**RECORDS PROVIDED**:
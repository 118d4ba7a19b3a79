// ==========================================
// 物料齐套测算系统 - 配置管理器
// ==========================================
// 职责: 配置加载、查询、覆写管理
// 存储: config_kv 表 (key-value)
// ==========================================

use crate::db::open_sqlite_connection;
use chrono::Utc;
use rusqlite::{params, Connection};
use serde::{Deserialize, Serialize};
use serde_json::json;
use std::collections::HashMap;
use std::error::Error;
use std::sync::{Arc, Mutex};
use tracing::warn;

// ==========================================
// ConfigEntry - 配置项视图
// ==========================================
#[derive(Debug, Clone, Serialize, Deserialize)]
pub struct ConfigEntry {
    pub config_key: String,
    pub config_value: String,
    pub value_type: Option<String>,
    pub description: Option<String>,
    pub updated_at: String,
}

// ==========================================
// ConfigManager - 配置管理器
// ==========================================
pub struct ConfigManager {
    conn: Arc<Mutex<Connection>>,
}

impl ConfigManager {
    /// 创建新的 ConfigManager 实例
    ///
    /// # 参数
    /// - db_path: 数据库文件路径
    pub fn new(db_path: &str) -> Result<Self, Box<dyn Error>> {
        let conn = open_sqlite_connection(db_path)?;

        Ok(Self {
            conn: Arc::new(Mutex::new(conn)),
        })
    }

    /// 从已有连接创建 ConfigManager
    ///
    /// 说明：为保证连接行为一致，会对传入连接再次应用统一 PRAGMA（幂等）。
    pub fn from_connection(conn: Arc<Mutex<Connection>>) -> Result<Self, Box<dyn Error>> {
        {
            let conn_guard = conn.lock().map_err(|e| format!("锁获取失败: {}", e))?;
            crate::db::configure_sqlite_connection(&conn_guard)?;
        }

        Ok(Self { conn })
    }

    /// 从 config_kv 表读取配置值
    ///
    /// # 参数
    /// - key: 配置键
    ///
    /// # 返回
    /// - Some(String): 配置值
    /// - None: 配置不存在
    pub fn get_config_value(&self, key: &str) -> Result<Option<String>, Box<dyn Error>> {
        let conn = self.conn.lock().map_err(|e| format!("锁获取失败: {}", e))?;

        let result = conn.query_row(
            "SELECT config_value FROM config_kv WHERE config_key = ?1",
            params![key],
            |row| row.get::<_, String>(0),
        );

        match result {
            Ok(value) => Ok(Some(value)),
            Err(rusqlite::Error::QueryReturnedNoRows) => Ok(None),
            Err(e) => Err(Box::new(e)),
        }
    }

    /// 从 config_kv 表读取配置值，带默认值
    ///
    /// # 参数
    /// - key: 配置键
    /// - default: 默认值
    fn get_config_or_default(&self, key: &str, default: &str) -> Result<String, Box<dyn Error>> {
        Ok(self
            .get_config_value(key)?
            .unwrap_or_else(|| default.to_string()))
    }

    /// 读取整数配置，格式错误时告警并回退默认值
    pub fn get_i64_or_default(&self, key: &str, default: i64) -> Result<i64, Box<dyn Error>> {
        let value = self.get_config_or_default(key, &default.to_string())?;
        Ok(value.parse::<i64>().unwrap_or_else(|_| {
            warn!(
                config_key = key,
                raw_value = %value,
                fallback = default,
                "整数配置格式错误，回退默认值"
            );
            default
        }))
    }

    /// 写入配置值（不存在则插入，存在则覆盖）
    ///
    /// # 参数
    /// - key: 配置键
    /// - value: 配置值
    /// - description: 配置说明（可选，仅插入时带入）
    pub fn set_config_value(
        &self,
        key: &str,
        value: &str,
        description: Option<&str>,
    ) -> Result<(), Box<dyn Error>> {
        let conn = self.conn.lock().map_err(|e| format!("锁获取失败: {}", e))?;
        let now = Utc::now().to_rfc3339();

        conn.execute(
            "INSERT INTO config_kv (config_key, config_value, description, updated_at)
             VALUES (?1, ?2, ?3, ?4)
             ON CONFLICT(config_key) DO UPDATE SET
                 config_value = excluded.config_value,
                 updated_at = excluded.updated_at",
            params![key, value, description, now],
        )?;

        Ok(())
    }

    /// 列出全部配置项（键升序）
    pub fn list_configs(&self) -> Result<Vec<ConfigEntry>, Box<dyn Error>> {
        let conn = self.conn.lock().map_err(|e| format!("锁获取失败: {}", e))?;

        let mut stmt = conn.prepare(
            "SELECT config_key, config_value, value_type, description, updated_at
             FROM config_kv ORDER BY config_key",
        )?;

        let rows = stmt.query_map([], |row| {
            Ok(ConfigEntry {
                config_key: row.get(0)?,
                config_value: row.get(1)?,
                value_type: row.get(2)?,
                description: row.get(3)?,
                updated_at: row.get(4)?,
            })
        })?;

        let mut entries = Vec::new();
        for row in rows {
            entries.push(row?);
        }

        Ok(entries)
    }

    /// 获取所有配置的快照（JSON格式）
    ///
    /// # 返回
    /// - Ok(String): 配置快照的JSON字符串
    ///
    /// # 用途
    /// - 导入批次完成后记录当时生效的配置
    pub fn get_config_snapshot(&self) -> Result<String, Box<dyn Error>> {
        let conn = self.conn.lock().map_err(|e| format!("锁获取失败: {}", e))?;

        let mut stmt =
            conn.prepare("SELECT config_key, config_value FROM config_kv ORDER BY config_key")?;

        let mut config_map: HashMap<String, String> = HashMap::new();
        let rows = stmt.query_map([], |row| {
            Ok((row.get::<_, String>(0)?, row.get::<_, String>(1)?))
        })?;

        for row in rows {
            let (key, value) = row?;
            config_map.insert(key, value);
        }

        let json_value = json!(config_map);
        Ok(serde_json::to_string(&json_value)?)
    }

    // ===== 目录查询配置 =====

    /// 获取目录分页缺省大小
    ///
    /// # 默认值
    /// - 200
    pub fn get_default_page_size(&self) -> Result<i64, Box<dyn Error>> {
        self.get_i64_or_default(config_keys::DEFAULT_PAGE_SIZE, 200)
    }

    // ===== 导入配置 =====

    /// 获取单文件导入行数上限
    ///
    /// # 默认值
    /// - 10000
    pub fn get_max_batch_rows(&self) -> Result<i64, Box<dyn Error>> {
        self.get_i64_or_default(config_keys::MAX_BATCH_ROWS, 10_000)
    }
}

// ==========================================
// 配置键常量
// ==========================================
pub mod config_keys {
    // 目录查询
    pub const DEFAULT_PAGE_SIZE: &str = "catalog.default_page_size";

    // 导入
    pub const MAX_BATCH_ROWS: &str = "import.max_batch_rows";
}
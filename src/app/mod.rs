// ==========================================
// 物料齐套测算系统 - 应用层
// ==========================================
// 职责: 组装仓储/引擎/API，供命令行入口使用
// ==========================================

pub mod state;

// 重导出
pub use state::{get_default_db_path, AppState};
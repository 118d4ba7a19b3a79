// ==========================================
// 测试辅助函数
// ==========================================
// 职责: 提供测试所需的数据库初始化功能
// ==========================================

use rusqlite::Connection;
use std::error::Error;
use tempfile::NamedTempFile;

use kitting_mrp::db;

/// 创建临时测试数据库并初始化 schema
///
/// # 返回
/// - NamedTempFile: 临时数据库文件（需要保持存活）
/// - String: 数据库文件路径
pub fn create_test_db() -> Result<(NamedTempFile, String), Box<dyn Error>> {
    let temp_file = NamedTempFile::new()?;
    let db_path = temp_file.path().to_str().unwrap().to_string();

    let conn = Connection::open(&db_path)?;
    db::configure_sqlite_connection(&conn)?;
    db::ensure_schema(&conn)?;

    Ok((temp_file, db_path))
}
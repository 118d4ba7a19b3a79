// ==========================================
// 物料齐套测算系统 - 物料清单仓储
// ==========================================
/// 物料清单仓储
/// 职责: 管理 product_bom 表的数据访问
/// 红线: 不含业务逻辑，只负责数据访问
use crate::db::open_sqlite_connection;
use crate::domain::material::Material;
use crate::domain::product::{BomLine, BomRequirement};
use crate::engine::accessors::BomReader;
use crate::repository::error::{RepositoryError, RepositoryResult};
use async_trait::async_trait;
use chrono::Utc;
use rusqlite::{params, Connection};
use std::error::Error;
use std::sync::{Arc, Mutex};

pub struct BomLineRepository {
    conn: Arc<Mutex<Connection>>,
}

impl BomLineRepository {
    /// 创建新的 BomLineRepository 实例
    ///
    /// # 参数
    /// - db_path: 数据库文件路径
    pub fn new(db_path: &str) -> RepositoryResult<Self> {
        let conn = open_sqlite_connection(db_path)?;
        Ok(Self {
            conn: Arc::new(Mutex::new(conn)),
        })
    }

    /// 从已有连接创建仓储实例
    pub fn from_connection(conn: Arc<Mutex<Connection>>) -> Self {
        Self { conn }
    }

    /// 获取数据库连接
    fn get_conn(&self) -> RepositoryResult<std::sync::MutexGuard<Connection>> {
        self.conn
            .lock()
            .map_err(|e| RepositoryError::LockError(e.to_string()))
    }

    /// 查询产品的清单行（按行 id 升序，带物料快照）
    ///
    /// # 参数
    /// - product_id: 产品内部 id
    ///
    /// # 返回
    /// - Ok(Vec<BomRequirement>): 物料需求列表，行顺序稳定
    ///
    /// # 说明
    /// - 行 id 即插入顺序，作为清单行的稳定顺序键
    pub fn list_requirements(&self, product_id: i64) -> RepositoryResult<Vec<BomRequirement>> {
        let conn = self.get_conn()?;
        let mut stmt = conn.prepare(
            r#"
            SELECT pb.id, pb.quantity,
                   m.id, m.name, m.created_at, m.updated_at
            FROM product_bom pb
            JOIN material_master m ON m.id = pb.material_id
            WHERE pb.product_id = ?1
            ORDER BY pb.id
            "#,
        )?;

        let requirements = stmt
            .query_map(params![product_id], |row| {
                Ok(BomRequirement {
                    line_id: row.get(0)?,
                    quantity: row.get(1)?,
                    material: Material {
                        id: row.get(2)?,
                        name: row.get(3)?,
                        created_at: row
                            .get::<_, String>(4)?
                            .parse::<chrono::DateTime<chrono::Utc>>()
                            .unwrap_or_else(|_| Utc::now()),
                        updated_at: row
                            .get::<_, String>(5)?
                            .parse::<chrono::DateTime<chrono::Utc>>()
                            .unwrap_or_else(|_| Utc::now()),
                    },
                })
            })?
            .collect::<rusqlite::Result<Vec<BomRequirement>>>()?;

        Ok(requirements)
    }

    /// 查询产品的原始清单行（按行 id 升序）
    pub fn list_lines(&self, product_id: i64) -> RepositoryResult<Vec<BomLine>> {
        let conn = self.get_conn()?;
        let mut stmt = conn.prepare(
            r#"
            SELECT id, product_id, material_id, quantity
            FROM product_bom
            WHERE product_id = ?1
            ORDER BY id
            "#,
        )?;

        let lines = stmt
            .query_map(params![product_id], |row| {
                Ok(BomLine {
                    id: row.get(0)?,
                    product_id: row.get(1)?,
                    material_id: row.get(2)?,
                    quantity: row.get(3)?,
                })
            })?
            .collect::<rusqlite::Result<Vec<BomLine>>>()?;

        Ok(lines)
    }

    /// 统计产品的清单行数
    pub fn count_lines(&self, product_id: i64) -> RepositoryResult<i64> {
        let conn = self.get_conn()?;
        let count: i64 = conn.query_row(
            "SELECT COUNT(*) FROM product_bom WHERE product_id = ?1",
            params![product_id],
            |row| row.get(0),
        )?;
        Ok(count)
    }

    /// 插入单条清单行
    ///
    /// # 返回
    /// - Ok(i64): 新行 id
    pub fn insert_line(&self, product_id: i64, material_id: i64, quantity: i64) -> RepositoryResult<i64> {
        let conn = self.get_conn()?;
        conn.execute(
            "INSERT INTO product_bom (product_id, material_id, quantity) VALUES (?1, ?2, ?3)",
            params![product_id, material_id, quantity],
        )?;
        Ok(conn.last_insert_rowid())
    }

    /// 整体替换某产品的清单行（一个事务）
    ///
    /// # 参数
    /// - product_id: 产品内部 id
    /// - lines: (material_id, quantity) 列表，按期望顺序给出
    ///
    /// # 返回
    /// - Ok(usize): 写入的行数
    ///
    /// # 说明
    /// - 导入层重导 BOM 时使用：删旧插新，避免重复行叠加需求
    pub fn replace_product_lines(
        &self,
        product_id: i64,
        lines: &[(i64, i64)],
    ) -> RepositoryResult<usize> {
        let conn = self.get_conn()?;
        let tx = conn.unchecked_transaction()?;

        tx.execute(
            "DELETE FROM product_bom WHERE product_id = ?1",
            params![product_id],
        )?;

        let mut count = 0;
        for (material_id, quantity) in lines {
            tx.execute(
                "INSERT INTO product_bom (product_id, material_id, quantity) VALUES (?1, ?2, ?3)",
                params![product_id, material_id, quantity],
            )?;
            count += 1;
        }

        tx.commit()?;
        Ok(count)
    }

    /// 批量替换多个产品的清单行（全部产品共用一个事务）
    ///
    /// # 参数
    /// - groups: (product_id, (material_id, quantity) 列表) 分组
    ///
    /// # 返回
    /// - Ok(usize): 写入的总行数
    ///
    /// # 说明
    /// - 整文件导入时使用，任一产品失败则整体回滚
    pub fn replace_lines_grouped(
        &self,
        groups: &[(i64, Vec<(i64, i64)>)],
    ) -> RepositoryResult<usize> {
        let conn = self.get_conn()?;
        let tx = conn.unchecked_transaction()?;

        let mut count = 0;
        for (product_id, lines) in groups {
            tx.execute(
                "DELETE FROM product_bom WHERE product_id = ?1",
                params![product_id],
            )?;

            for (material_id, quantity) in lines {
                tx.execute(
                    "INSERT INTO product_bom (product_id, material_id, quantity) VALUES (?1, ?2, ?3)",
                    params![product_id, material_id, quantity],
                )?;
                count += 1;
            }
        }

        tx.commit()?;
        Ok(count)
    }
}

// ==========================================
// BomReader Trait 实现
// ==========================================
#[async_trait]
impl BomReader for BomLineRepository {
    async fn list_bom_requirements(
        &self,
        product_id: i64,
    ) -> Result<Vec<BomRequirement>, Box<dyn Error>> {
        Ok(self.list_requirements(product_id)?)
    }
}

**WORK REQUIRED**: Copy, please, every line from the start of the entries down to the line that holds "#[derive(Debug, Clone, Serialize, Deserialize)]", with both of those lines included and no others.

**EXERCISE ANSWER**:
repository 118d4ba7a19b3a79
// ==========================================
// 物料齐套测算系统 - 配置管理器
// ==========================================
// 职责: 配置加载、查询、覆写管理
// 存储: config_kv 表 (key-value)
// ==========================================

use crate::db::open_sqlite_connection;
use chrono::Utc;
use rusqlite::{params, Connection};
use serde::{Deserialize, Serialize};
use serde_json::json;
use std::collections::HashMap;
use std::error::Error;
use std::sync::{Arc, Mutex};
use tracing::warn;

// ==========================================
// ConfigEntry - 配置项视图
// ==========================================
#[derive(Debug, Clone, Serialize, Deserialize)]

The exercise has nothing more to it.